Stored data
--

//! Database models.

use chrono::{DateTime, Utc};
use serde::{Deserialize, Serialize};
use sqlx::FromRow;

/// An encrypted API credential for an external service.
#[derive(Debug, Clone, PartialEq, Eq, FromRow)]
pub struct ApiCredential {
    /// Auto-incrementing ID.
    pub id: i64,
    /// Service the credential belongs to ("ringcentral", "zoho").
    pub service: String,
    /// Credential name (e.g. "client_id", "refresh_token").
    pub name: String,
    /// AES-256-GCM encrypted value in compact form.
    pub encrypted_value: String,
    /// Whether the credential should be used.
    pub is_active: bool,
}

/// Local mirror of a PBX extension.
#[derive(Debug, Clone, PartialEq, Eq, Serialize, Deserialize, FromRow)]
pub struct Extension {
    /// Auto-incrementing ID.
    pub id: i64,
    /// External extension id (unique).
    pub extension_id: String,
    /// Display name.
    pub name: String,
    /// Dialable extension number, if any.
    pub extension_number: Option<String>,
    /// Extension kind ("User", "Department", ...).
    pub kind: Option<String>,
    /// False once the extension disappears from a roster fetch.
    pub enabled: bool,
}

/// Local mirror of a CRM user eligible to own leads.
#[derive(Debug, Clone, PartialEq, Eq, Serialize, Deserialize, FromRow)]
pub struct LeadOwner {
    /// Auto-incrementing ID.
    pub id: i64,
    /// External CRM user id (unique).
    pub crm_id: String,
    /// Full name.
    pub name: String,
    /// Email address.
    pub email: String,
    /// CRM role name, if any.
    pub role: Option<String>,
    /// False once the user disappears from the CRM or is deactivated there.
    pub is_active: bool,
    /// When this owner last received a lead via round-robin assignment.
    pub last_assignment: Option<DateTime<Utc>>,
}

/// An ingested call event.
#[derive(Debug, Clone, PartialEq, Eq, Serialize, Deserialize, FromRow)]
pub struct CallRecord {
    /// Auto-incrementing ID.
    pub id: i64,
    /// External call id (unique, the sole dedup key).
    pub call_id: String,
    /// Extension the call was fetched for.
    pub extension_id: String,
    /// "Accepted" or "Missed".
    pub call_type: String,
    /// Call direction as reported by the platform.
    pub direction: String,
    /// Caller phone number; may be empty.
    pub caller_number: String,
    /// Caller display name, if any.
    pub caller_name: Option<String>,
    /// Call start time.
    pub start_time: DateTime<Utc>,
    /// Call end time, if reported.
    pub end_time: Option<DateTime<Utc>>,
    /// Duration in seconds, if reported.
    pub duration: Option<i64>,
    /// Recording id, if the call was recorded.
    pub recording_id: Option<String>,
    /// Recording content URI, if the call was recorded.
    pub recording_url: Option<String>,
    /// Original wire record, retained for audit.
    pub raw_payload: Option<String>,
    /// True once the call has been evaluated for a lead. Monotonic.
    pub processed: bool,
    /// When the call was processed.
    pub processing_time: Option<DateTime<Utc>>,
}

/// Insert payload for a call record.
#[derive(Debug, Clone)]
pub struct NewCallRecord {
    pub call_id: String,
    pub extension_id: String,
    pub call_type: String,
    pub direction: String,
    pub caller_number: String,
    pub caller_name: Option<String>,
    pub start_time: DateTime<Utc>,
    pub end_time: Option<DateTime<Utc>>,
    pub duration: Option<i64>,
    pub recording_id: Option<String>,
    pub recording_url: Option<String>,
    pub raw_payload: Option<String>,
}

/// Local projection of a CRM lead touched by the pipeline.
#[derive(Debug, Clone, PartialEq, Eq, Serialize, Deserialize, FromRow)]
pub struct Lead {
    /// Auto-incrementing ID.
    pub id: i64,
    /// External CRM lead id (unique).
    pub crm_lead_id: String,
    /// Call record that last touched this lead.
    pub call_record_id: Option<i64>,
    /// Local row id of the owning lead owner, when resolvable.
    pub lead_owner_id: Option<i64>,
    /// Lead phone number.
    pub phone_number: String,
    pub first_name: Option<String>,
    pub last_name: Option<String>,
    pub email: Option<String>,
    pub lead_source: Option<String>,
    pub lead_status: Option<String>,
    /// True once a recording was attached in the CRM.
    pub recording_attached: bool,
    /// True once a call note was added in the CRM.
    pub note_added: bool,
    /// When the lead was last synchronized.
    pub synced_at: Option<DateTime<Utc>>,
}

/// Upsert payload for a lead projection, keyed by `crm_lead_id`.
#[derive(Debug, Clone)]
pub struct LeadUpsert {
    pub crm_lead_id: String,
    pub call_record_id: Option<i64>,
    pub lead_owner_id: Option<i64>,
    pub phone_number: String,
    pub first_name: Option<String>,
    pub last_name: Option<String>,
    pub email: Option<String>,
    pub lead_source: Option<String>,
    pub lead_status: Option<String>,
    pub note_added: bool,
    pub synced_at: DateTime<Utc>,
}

--

Wherever the string "kind" is found in the entries, copy the line it sits in.

    /// Extension kind ("User", "Department", ...).
    pub kind: Option<String>,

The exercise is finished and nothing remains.